2°) ALORS QU'en tout état de cause, en retenant que Monsieur et Madame Y... avaient été informés de l'existence d'une servitude d'approvisionnement en eau et en électricité au profit de la parcelle louée à Monsieur Z... lors de la vente, et en se fondant sur une lettre datée du 12 février 2006 adressée par Monsieur et Madame Y... à Monsieur Z... dans laquelle ils avaient indiqué « lors de la signature de la vente (29 juillet 2005) chez le notaire B..., ils avaient déclaré que la mise en place d'un compteur individuel de consommation d'eau directement relié au réseau (SAUR) était en cours, afin de nous libérer de la servitude de distribution. Ils n'ont pas, ce jour là, dit que vous deviez le faire vous-même. Nous avions fait confiance et accepté cette déclaration pensant que cette servitude ne durerait que quelques jours. Le 31 août, ils ont réitéré cette déclaration.
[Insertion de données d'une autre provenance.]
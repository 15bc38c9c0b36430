//! Error definitions for the MQTT layer

use thiserror::Error;

/// Failures reported by a transport for a single request or for the link itself
#[derive(Debug, Clone, PartialEq, Eq, Error)]
pub enum TransportError {
    /// The transport could not be created (bad options, TLS setup)
    #[error("failed to open transport: {0}")]
    Open(String),

    /// The request never left the client, e.g. the request queue is full
    #[error("request could not be queued: {0}")]
    Request(String),

    /// The broker answered with a failure code
    #[error("broker rejected the request: {0}")]
    Rejected(String),

    /// The link went away before the broker acknowledged the request
    #[error("transport closed before acknowledgment")]
    Closed,
}

/// Errors surfaced by [`BrokerClient`](super::mqtt_handler::BrokerClient)
///
/// Cloneable so a single connection outcome can be handed to every caller that
/// joined the same attempt, and so it can travel through the event channel.
#[derive(Debug, Clone, PartialEq, Eq, Error)]
pub enum BrokerError {
    /// Transport-level failure while establishing the connection
    #[error("connection failed: {0}")]
    Connection(String),

    /// Publish or subscribe attempted without a live connection
    #[error("MQTT client is not connected")]
    NotConnected,

    /// The broker refused or never acknowledged a subscription
    #[error("subscribe to '{topic}' failed: {reason}")]
    Subscribe {
        topic: String,
        reason: TransportError,
    },

    /// The broker refused or never acknowledged an unsubscribe
    #[error("unsubscribe from '{topic}' failed: {reason}")]
    Unsubscribe {
        topic: String,
        reason: TransportError,
    },

    /// The broker refused or never acknowledged a publish
    #[error("publish to '{topic}' failed: {reason}")]
    Publish {
        topic: String,
        reason: TransportError,
    },

    /// Transport error on an established connection
    #[error("transport error: {0}")]
    Transport(String),

    /// The pending connection attempt was cancelled by `disconnect()`
    #[error("connection attempt aborted")]
    Aborted,

    /// Automatic reconnection gave up
    #[error("gave up reconnecting after {attempts} attempts")]
    ReconnectExhausted { attempts: u32 },

    /// A structured payload could not be encoded
    #[error("failed to encode payload: {0}")]
    Encode(String),
}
Nous avons été trompés, puisque six mois et demi après, nous en sommes au même point, malgré nos diverses relances auprès du notaire », quand il ressort des termes de cette lettre que les acquéreurs croyaient qu'il ne s'agissait que d'une simple tolérance qui ne durerait que quelques jours, de sorte que Madame X... leur avait dissimulé le fait que cette servitude s'inscrivait dans le temps, la Cour d'appel a violé les articles 1147 et 1638 du Code civil ;

ET AUX MOTIFS QU'il convient de relever d'une part que le notaire a synthétisé dans le corps de l'acte authentique dont il a donné lecture aux acquéreurs, les conclusions de l'état parasitaire sur l'absence de termites, le traitement de l'immeuble par la méthode SENTRI TECH effectué cinq ans auparavant, ainsi que la présence de traces de petites vrillettes, de capricornes et de champignons, et qu'il a précisé que l'article 8 de la loi du 8 juin 1999 tendant à protéger les acquéreurs et propriétaires d'immeubles contre les termites et autres insectes xylophages prévoit uniquement qu'un tel état parasitaire établi depuis moins de trois mois doit être annexé à l'acte authentique en cas de vente d'un immeuble bâti situé dans une zone contaminée, et qu'à défaut, aucune clause d'exonération de garantie ne peut être valablement stipulée pour les vices cachés liés à la présence de termites ;

3°) ALORS QUE le dol est une cause de nullité de la convention lorsque les manoeuvres pratiquées par l'une des parties sont telles, qu'il est évident que, sans ces manoeuvres, l'autre partie n'aurait pas contracté ; que Monsieur et Madame Y... soutenaient en appel que lors de la signature de l'acte de vente, ils n'avaient pas eu communication de l'état parasitaire et que le notaire n'avait lu que les conclusions concernant l'absence de termites ; que ce n'est que trois mois après la vente qu'ils s'étaient alors aperçus de la présence de termites dans l'immeuble cinq ans auparavant, avec la mise en oeuvre d'un traitement adéquat, excepté dans les parties non accessibles ; que les acquéreurs en déduisaient que Madame X... avait commis une réticence dolosive, en s'abstenant de les avoir informés, au moment de la vente, de la présence de termites cinq ans auparavant ; qu'en affirmant que le notaire avait synthétisé dans le corps de l'acte authentique, dont il avait donné lecture à Monsieur et Madame Y..., les conclusions de l'état parasitaire sur l'absence de termites, le traitement de l'immeuble effectué cinq ans auparavant par la méthode Sentri Tech, ainsi que la présence de traces de petites vrillettes, de capricornes et de champignons, quand il ressort des constatations de l'arrêt que cette lecture de l'état parasitaire était insuffisante, à défaut d'avoir fait état de l'existence d'une colonie de termites en 2000, et en gardant le silence sur la présence de termites cinq ans avant la vente, Madame X... avait commis une réticence dolosive, qui avait empêché Monsieur et Madame Y... d'exprimer un consentement libre et éclairé, la Cour d'appel a violé l'article 1116 du Code civil.